Collected data:
__________

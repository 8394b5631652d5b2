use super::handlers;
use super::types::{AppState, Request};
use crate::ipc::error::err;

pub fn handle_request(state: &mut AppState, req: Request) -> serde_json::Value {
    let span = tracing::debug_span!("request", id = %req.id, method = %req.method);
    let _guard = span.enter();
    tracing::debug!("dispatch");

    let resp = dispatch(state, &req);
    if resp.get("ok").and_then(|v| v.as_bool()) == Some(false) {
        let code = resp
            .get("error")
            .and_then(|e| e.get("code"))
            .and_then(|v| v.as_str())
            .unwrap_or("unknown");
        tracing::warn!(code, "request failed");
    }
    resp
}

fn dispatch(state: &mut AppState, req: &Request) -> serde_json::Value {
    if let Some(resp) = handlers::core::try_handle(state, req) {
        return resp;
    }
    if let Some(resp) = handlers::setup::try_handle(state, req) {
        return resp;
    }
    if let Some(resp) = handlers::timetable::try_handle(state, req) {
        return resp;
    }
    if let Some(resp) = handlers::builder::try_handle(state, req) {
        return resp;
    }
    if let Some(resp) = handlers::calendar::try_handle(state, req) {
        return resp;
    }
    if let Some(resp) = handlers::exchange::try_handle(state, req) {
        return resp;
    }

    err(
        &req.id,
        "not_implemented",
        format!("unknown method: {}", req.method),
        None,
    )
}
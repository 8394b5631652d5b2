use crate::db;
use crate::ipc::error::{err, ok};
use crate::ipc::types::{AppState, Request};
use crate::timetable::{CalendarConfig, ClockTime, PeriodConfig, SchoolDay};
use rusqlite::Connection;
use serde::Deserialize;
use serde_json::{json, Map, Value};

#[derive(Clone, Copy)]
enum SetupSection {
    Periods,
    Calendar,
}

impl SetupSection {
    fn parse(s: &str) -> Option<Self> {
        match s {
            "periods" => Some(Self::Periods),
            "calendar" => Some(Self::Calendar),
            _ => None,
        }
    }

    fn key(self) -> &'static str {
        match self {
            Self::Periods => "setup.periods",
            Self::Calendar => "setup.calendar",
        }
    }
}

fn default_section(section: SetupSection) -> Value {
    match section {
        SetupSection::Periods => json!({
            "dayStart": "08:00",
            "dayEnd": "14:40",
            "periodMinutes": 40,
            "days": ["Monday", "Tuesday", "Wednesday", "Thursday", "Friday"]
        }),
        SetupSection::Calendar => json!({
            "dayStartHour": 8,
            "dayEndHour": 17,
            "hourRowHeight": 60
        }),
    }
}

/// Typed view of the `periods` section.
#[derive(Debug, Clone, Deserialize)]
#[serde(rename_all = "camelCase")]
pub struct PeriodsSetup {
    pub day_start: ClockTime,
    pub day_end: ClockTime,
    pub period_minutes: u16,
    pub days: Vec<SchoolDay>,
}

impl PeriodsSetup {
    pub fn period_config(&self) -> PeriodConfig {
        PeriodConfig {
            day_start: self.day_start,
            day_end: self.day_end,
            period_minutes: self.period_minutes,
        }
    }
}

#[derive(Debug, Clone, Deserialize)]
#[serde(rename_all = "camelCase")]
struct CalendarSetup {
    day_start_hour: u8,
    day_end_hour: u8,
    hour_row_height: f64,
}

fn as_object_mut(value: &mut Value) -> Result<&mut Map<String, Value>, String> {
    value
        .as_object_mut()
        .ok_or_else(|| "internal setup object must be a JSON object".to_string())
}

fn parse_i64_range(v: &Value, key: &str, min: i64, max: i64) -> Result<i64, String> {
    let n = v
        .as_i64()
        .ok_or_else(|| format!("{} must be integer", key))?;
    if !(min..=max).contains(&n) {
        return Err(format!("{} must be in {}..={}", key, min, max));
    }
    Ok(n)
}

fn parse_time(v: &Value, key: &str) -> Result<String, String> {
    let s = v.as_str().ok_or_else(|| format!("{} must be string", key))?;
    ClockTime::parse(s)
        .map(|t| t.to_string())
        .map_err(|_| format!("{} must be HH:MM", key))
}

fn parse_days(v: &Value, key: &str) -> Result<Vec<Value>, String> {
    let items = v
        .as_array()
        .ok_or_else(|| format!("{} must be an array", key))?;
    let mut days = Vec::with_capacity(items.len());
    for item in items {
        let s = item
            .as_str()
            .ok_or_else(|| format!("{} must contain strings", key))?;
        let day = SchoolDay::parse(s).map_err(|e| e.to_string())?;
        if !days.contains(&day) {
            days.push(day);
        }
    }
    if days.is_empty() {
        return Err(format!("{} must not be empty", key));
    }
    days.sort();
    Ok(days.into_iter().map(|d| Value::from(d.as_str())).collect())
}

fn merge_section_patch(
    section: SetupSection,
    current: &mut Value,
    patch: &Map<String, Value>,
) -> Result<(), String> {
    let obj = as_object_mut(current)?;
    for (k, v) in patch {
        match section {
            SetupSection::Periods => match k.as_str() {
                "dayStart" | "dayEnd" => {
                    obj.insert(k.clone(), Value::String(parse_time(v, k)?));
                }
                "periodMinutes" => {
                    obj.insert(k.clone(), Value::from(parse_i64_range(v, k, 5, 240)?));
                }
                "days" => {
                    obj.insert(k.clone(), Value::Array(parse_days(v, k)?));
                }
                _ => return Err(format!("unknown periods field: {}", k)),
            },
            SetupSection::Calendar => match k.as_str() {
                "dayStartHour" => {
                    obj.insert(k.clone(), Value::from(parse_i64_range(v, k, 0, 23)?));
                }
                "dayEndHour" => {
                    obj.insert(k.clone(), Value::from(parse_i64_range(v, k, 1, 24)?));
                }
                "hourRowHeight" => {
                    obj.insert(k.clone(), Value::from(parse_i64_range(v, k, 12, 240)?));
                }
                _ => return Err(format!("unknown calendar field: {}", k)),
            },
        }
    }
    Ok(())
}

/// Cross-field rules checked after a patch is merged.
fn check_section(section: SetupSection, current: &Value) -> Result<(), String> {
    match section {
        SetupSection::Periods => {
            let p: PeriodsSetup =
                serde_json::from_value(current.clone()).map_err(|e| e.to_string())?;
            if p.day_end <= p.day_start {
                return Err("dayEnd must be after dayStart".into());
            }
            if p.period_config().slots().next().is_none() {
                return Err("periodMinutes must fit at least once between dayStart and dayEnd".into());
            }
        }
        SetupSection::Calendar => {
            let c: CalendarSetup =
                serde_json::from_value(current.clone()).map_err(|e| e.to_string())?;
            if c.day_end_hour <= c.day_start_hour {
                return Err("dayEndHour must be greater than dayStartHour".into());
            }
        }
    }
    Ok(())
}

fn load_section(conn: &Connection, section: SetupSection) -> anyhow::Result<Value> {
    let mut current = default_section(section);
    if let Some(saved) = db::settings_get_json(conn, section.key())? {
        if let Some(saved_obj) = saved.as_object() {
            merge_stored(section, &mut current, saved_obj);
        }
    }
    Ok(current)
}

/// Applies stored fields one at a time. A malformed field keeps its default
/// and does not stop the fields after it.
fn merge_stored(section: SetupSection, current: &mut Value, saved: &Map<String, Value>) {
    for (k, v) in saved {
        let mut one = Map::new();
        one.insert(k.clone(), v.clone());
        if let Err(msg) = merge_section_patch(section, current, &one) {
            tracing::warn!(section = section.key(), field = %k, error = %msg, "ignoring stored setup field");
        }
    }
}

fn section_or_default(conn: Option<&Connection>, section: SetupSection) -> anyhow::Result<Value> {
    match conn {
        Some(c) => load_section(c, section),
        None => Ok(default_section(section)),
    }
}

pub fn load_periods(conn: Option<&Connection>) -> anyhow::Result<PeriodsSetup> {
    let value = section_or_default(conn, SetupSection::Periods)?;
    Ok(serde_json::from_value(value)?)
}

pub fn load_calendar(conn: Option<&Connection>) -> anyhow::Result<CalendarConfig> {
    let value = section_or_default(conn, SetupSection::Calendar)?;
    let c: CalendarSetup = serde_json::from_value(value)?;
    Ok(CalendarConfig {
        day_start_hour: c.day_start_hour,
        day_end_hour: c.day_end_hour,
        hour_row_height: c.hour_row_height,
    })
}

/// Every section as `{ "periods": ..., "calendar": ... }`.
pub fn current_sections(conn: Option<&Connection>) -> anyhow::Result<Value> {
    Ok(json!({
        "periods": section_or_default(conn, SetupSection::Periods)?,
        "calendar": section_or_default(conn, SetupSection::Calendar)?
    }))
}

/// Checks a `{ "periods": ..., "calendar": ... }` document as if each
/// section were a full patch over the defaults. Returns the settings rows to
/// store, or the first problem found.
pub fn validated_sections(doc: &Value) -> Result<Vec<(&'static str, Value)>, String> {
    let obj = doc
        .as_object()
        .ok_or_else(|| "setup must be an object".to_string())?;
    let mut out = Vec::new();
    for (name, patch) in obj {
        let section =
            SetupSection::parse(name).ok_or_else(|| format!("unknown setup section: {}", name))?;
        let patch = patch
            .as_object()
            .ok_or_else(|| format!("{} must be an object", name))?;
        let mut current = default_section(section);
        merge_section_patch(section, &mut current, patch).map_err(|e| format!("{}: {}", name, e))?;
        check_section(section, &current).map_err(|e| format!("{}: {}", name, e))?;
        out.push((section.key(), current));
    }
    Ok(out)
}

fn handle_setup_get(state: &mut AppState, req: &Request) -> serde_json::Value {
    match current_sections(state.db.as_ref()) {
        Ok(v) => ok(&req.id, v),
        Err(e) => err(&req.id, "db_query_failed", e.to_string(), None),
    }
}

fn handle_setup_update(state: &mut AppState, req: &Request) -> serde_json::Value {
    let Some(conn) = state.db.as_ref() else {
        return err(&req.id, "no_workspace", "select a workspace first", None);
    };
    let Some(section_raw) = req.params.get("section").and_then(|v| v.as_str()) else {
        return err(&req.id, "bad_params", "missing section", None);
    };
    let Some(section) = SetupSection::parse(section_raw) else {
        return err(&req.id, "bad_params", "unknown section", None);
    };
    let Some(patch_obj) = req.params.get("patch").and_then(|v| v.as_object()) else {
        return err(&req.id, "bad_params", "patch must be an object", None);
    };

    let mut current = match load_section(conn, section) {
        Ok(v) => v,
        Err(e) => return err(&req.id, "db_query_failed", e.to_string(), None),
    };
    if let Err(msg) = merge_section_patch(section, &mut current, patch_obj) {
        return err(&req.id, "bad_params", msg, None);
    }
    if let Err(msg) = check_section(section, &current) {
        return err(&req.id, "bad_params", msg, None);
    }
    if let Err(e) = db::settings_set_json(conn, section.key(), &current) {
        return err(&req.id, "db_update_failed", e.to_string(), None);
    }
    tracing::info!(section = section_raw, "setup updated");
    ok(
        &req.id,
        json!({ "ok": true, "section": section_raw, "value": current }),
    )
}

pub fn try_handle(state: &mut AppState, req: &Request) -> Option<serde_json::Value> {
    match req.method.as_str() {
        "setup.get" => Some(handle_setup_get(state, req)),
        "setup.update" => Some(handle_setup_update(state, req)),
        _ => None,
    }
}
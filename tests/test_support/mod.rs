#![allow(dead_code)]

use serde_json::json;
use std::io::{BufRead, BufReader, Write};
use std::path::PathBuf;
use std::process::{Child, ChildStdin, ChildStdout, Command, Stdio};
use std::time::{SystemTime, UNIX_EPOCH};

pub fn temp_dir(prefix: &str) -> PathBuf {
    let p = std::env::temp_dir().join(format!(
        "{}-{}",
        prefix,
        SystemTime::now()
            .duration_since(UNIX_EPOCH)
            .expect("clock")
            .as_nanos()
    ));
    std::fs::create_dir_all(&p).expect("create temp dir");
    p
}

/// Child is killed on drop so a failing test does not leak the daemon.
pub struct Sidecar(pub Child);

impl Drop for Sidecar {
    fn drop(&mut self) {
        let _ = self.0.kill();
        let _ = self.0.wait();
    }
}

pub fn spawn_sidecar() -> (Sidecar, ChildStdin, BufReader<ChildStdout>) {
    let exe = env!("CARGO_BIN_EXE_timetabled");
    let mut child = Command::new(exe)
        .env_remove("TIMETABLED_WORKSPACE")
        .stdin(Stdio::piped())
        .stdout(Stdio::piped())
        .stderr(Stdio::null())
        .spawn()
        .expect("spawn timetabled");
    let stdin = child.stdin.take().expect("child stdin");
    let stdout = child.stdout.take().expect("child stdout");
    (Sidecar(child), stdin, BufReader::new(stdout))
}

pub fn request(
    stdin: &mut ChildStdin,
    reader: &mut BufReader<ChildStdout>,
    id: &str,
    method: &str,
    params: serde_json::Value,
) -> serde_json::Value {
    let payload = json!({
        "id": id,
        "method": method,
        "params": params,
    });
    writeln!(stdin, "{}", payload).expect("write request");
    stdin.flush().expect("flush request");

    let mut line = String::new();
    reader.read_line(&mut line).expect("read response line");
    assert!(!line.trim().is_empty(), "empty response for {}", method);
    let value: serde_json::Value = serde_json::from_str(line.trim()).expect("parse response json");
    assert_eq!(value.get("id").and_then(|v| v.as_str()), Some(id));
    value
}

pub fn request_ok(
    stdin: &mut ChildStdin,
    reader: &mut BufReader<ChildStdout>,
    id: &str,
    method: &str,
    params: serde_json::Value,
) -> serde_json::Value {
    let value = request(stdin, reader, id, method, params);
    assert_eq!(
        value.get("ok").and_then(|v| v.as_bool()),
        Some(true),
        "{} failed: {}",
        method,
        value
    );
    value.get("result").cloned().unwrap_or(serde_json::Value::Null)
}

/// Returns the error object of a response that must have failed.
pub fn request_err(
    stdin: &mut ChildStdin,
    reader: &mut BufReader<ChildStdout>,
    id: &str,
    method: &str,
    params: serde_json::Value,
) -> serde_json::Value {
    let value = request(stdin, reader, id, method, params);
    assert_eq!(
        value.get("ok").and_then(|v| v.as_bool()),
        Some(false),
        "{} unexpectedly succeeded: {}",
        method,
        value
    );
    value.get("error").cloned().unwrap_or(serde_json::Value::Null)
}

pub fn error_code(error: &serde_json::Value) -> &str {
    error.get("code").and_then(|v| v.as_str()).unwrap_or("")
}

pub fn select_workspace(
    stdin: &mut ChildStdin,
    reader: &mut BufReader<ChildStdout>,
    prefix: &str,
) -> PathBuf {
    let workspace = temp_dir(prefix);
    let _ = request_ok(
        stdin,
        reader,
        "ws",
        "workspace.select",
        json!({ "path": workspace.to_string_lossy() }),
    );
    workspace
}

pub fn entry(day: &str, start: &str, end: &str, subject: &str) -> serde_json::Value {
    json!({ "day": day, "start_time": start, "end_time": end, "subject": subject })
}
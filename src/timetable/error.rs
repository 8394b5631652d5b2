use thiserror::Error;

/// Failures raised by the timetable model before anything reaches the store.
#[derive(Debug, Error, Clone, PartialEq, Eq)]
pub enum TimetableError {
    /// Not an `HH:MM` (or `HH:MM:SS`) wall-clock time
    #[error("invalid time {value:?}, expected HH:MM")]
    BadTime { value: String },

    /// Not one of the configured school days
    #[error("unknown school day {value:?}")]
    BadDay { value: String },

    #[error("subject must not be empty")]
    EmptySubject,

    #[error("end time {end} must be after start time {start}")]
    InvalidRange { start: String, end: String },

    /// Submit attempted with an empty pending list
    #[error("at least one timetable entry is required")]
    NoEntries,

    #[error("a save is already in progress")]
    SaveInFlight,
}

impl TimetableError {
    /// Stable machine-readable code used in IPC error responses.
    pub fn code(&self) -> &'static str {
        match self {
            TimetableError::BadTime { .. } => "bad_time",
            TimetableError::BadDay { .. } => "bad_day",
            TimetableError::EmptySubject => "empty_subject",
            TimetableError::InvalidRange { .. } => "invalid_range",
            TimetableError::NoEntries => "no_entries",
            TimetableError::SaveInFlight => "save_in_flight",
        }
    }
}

__________

= Problem to solve =
What is the count of lines in the data above containing the string "unknown"? Write the number and nothing else.

= Task output =
7